Enrique Encabo Inmaculada Maluenda

OostCampus, Bélgica

La finalización del OostCampus, el proyecto realizado por el estudio de Carlos Arroyo en Bélgica, confirma un cambio largamente anhelado en los edificios públicos: el adelgazamiento de la apariencia en favor de programas más intensos que buscan la empatía ciudadana.

El estado abandona sus búnkeres. Si un edificio debe indicar a qué tipo de sociedad pertenece, es posible que seguir pensando la arquitectura política desde unos postulados beauxartianos no se ajuste de manera directa a nuestros cambios sociales. ¿Cómo seguir confiando en estamentos alojados en edificios dieciochescos o fascistas? Si una institución democrática no es ya igual que hace veinte años, su arquitectura tampoco.



Muy probablemente, estas fueron algunas de las preocupaciones esenciales de Carlos Arroyo (Madrid, 1964) y su equipo al diseñar el OostCampus: un edificio oficial que no desea serlo y que sirve a una nube de municipios. Su inauguración el pasado junio culmina un proceso burocrático iniciado a finales de los 70, cuando el gobierno belga decidió eliminar más de 300 poblaciones para unificar sus servicios y administraciones, lo que obligó a las poblaciones de Oostkamp, Hertsberge, Ruddervoorde y Waardamme a atomizar su burocracia. La adquisición de una antigua nave industrial de una compañía de refrescos relativamente cercana al centro de Oostkamp impulsó, en la primera década de este siglo, la oportunidad de dotar a este conjunto de poblaciones de un edificio que formalizase dicha unión. Un concurso que -representando la escisión lingüística belga- escogió como lema el "Ceci n'est pas... een administratief centrum" de Magritte.

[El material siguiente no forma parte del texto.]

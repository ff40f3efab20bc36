//! Run summary — everything a host needs to interpret or reproduce a run.

use crate::metrics::SummaryMetrics;
use orbit_core::EngineConfig;
use serde::{Deserialize, Serialize};

/// Current schema version for persisted summaries.
pub const SCHEMA_VERSION: u32 = 1;

fn default_schema_version() -> u32 {
    SCHEMA_VERSION
}

/// The summary printed at the end of every run — including aborted ones,
/// which carry the engine error and the hash over the bars processed.
#[derive(Debug, Clone, Serialize, Deserialize)]
pub struct RunSummary {
    #[serde(default = "default_schema_version")]
    pub schema_version: u32,
    pub metrics: SummaryMetrics,
    pub determinism_hash: String,
    pub dataset_hash: String,
    pub config_hash: String,
    pub config: EngineConfig,
    pub initial_capital: f64,
    pub final_nav: f64,
    pub bars_processed: usize,
    pub strategy_failures: usize,
    /// Present when the run aborted on an engine failure.
    #[serde(skip_serializing_if = "Option::is_none")]
    pub engine_error: Option<String>,
}

impl RunSummary {
    /// Human-readable rendering for stdout.
    pub fn render(&self) -> String {
        let mut out = String::new();
        let fmt_opt = |v: Option<f64>| match v {
            Some(v) => format!("{v:.4}"),
            None => "n/a".to_string(),
        };

        out.push_str("── Run summary ──\n");
        if let Some(err) = &self.engine_error {
            out.push_str(&format!("status:            ABORTED ({err})\n"));
        } else {
            out.push_str("status:            completed\n");
        }
        out.push_str(&format!("bars processed:    {}\n", self.bars_processed));
        out.push_str(&format!("initial capital:   {:.2}\n", self.initial_capital));
        out.push_str(&format!("final NAV:         {:.2}\n", self.final_nav));
        out.push_str(&format!(
            "total return:      {:.4}%\n",
            self.metrics.total_return * 100.0
        ));
        out.push_str(&format!("trades:            {}\n", self.metrics.trade_count));
        out.push_str(&format!(
            "win rate:          {}\n",
            fmt_opt(self.metrics.win_rate)
        ));
        out.push_str(&format!(
            "profit factor:     {}\n",
            fmt_opt(self.metrics.profit_factor)
        ));
        out.push_str(&format!(
            "expectancy:        {}\n",
            fmt_opt(self.metrics.expectancy)
        ));
        out.push_str(&format!(
            "max drawdown:      {:.4}%\n",
            self.metrics.max_drawdown * 100.0
        ));
        out.push_str(&format!("sharpe:            {}\n", fmt_opt(self.metrics.sharpe)));
        out.push_str(&format!(
            "sortino:           {}\n",
            fmt_opt(self.metrics.sortino)
        ));
        out.push_str(&format!(
            "strategy failures: {}\n",
            self.strategy_failures
        ));
        out.push_str(&format!("determinism hash:  {}\n", self.determinism_hash));
        out
    }
}
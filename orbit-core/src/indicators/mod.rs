//! Indicators used by the reference strategy.

pub mod atr;

pub use atr::{median, true_range, wilder_atr};
//! Price view — the only window a strategy gets onto history.
//!
//! A view over one ticker's series, truncated at the bar currently being
//! processed. Indexing past the truncation point is a `LookaheadError`, not
//! a silent clamp: lookahead bias must fail loudly. The view is pure — the
//! same `(series, limit)` always exposes the same slice.

use crate::domain::Bar;
use crate::error::LookaheadError;

#[derive(Debug, Clone, Copy)]
pub struct PriceView<'a> {
    bars: &'a [Bar],
    /// Index of the current bar; everything past it is invisible.
    limit: usize,
}

impl<'a> PriceView<'a> {
    /// `limit` is the index of the bar being processed; `bars` is the full
    /// per-ticker series.
    pub fn new(bars: &'a [Bar], limit: usize) -> Self {
        debug_assert!(limit < bars.len());
        Self { bars, limit }
    }

    /// Number of visible bars (`limit + 1`).
    pub fn len(&self) -> usize {
        self.limit + 1
    }

    pub fn is_empty(&self) -> bool {
        false // a view always contains at least the current bar
    }

    /// The bar at absolute index `j`, or `LookaheadError` if `j` is in the
    /// future relative to this view.
    pub fn bar(&self, j: usize) -> Result<&'a Bar, LookaheadError> {
        if j > self.limit {
            return Err(LookaheadError {
                requested: j,
                limit: self.limit,
            });
        }
        Ok(&self.bars[j])
    }

    /// The bar currently being processed.
    pub fn current(&self) -> &'a Bar {
        &self.bars[self.limit]
    }

    /// All visible bars, oldest first.
    pub fn upto(&self) -> &'a [Bar] {
        &self.bars[..=self.limit]
    }

    /// The last `n` visible bars (fewer if history is short).
    pub fn tail(&self, n: usize) -> &'a [Bar] {
        let start = self.len().saturating_sub(n);
        &self.bars[start..=self.limit]
    }
}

La opción de Arroyo en el concurso fue la de mantener la fábrica y trabajar directamente con las preexistencias industriales, sin neutralizar su memoria. Una decisión coherente con ciertas ideas de preservación del patrimonio industrial que han hecho fortuna en Europa, y que encontró en la madurez social de su entorno un adecuado caldo de cultivo. La arquitectura de Arroyo alcanza gran parte de su sentido en explicarse a sí misma y hacer de su propia factura retórica. Aquí, la transparencia no ha sido solo tecnológica, sino de proceso, casi ideológica. Meses de reuniones populares cristalizaron en una nave industrial que agrupa espacios de reuniones, despachos, el futuro archivo municipal, almacenes y un salón de plenos, cuya actividad pueden observar los ciudadanos desde las calles interiores del conjunto. Ese hacer evidente la tramoya alcanza su plenitud, paradójicamente, en un falso techo que quizá constituya una metáfora inesperada: entre los fósiles de la burbuja, el paisaje político se construye a partir de las relaciones ciudadanas.



Ese paisaje de casquetes esféricos intersecados (de GRG, yeso reforzado con fibra de vidrio) es la parte visible de un minucioso trabajo de ordenación de la realidad, que prima un tejido inteligente de decisiones por encima del consumo compulsivo de novedades. Pero la ordenación estratégica también se extiende al territorio circundante, donde el estudio de Arroyo ha podido reordenar visualmente los recursos materiales de la municipalidad. Las señales de tráfico agrupadas o el relieve artificial creado con un vertedero de tierras aseguran un acercamiento sensible al entorno. La historia continúa: "Me pillas ahora mismo preparando el discurso para la inauguración de la Academia de Danza en Dilbeek", comenta Arroyo al teléfono. En los últimos tres meses, ha inaugurado dos proyectos en Bélgica ganados por concurso y con un fuerte componente social, tanto en su uso como en su desarrollo y gestión. Arroyo, con su experiencia, ilustra una duda inquietante de nuestros días: la de si esta hégira profesional, además de económica, no será también la búsqueda de sociedades más adultas. Conviene preocuparse ante una respuesta sincera.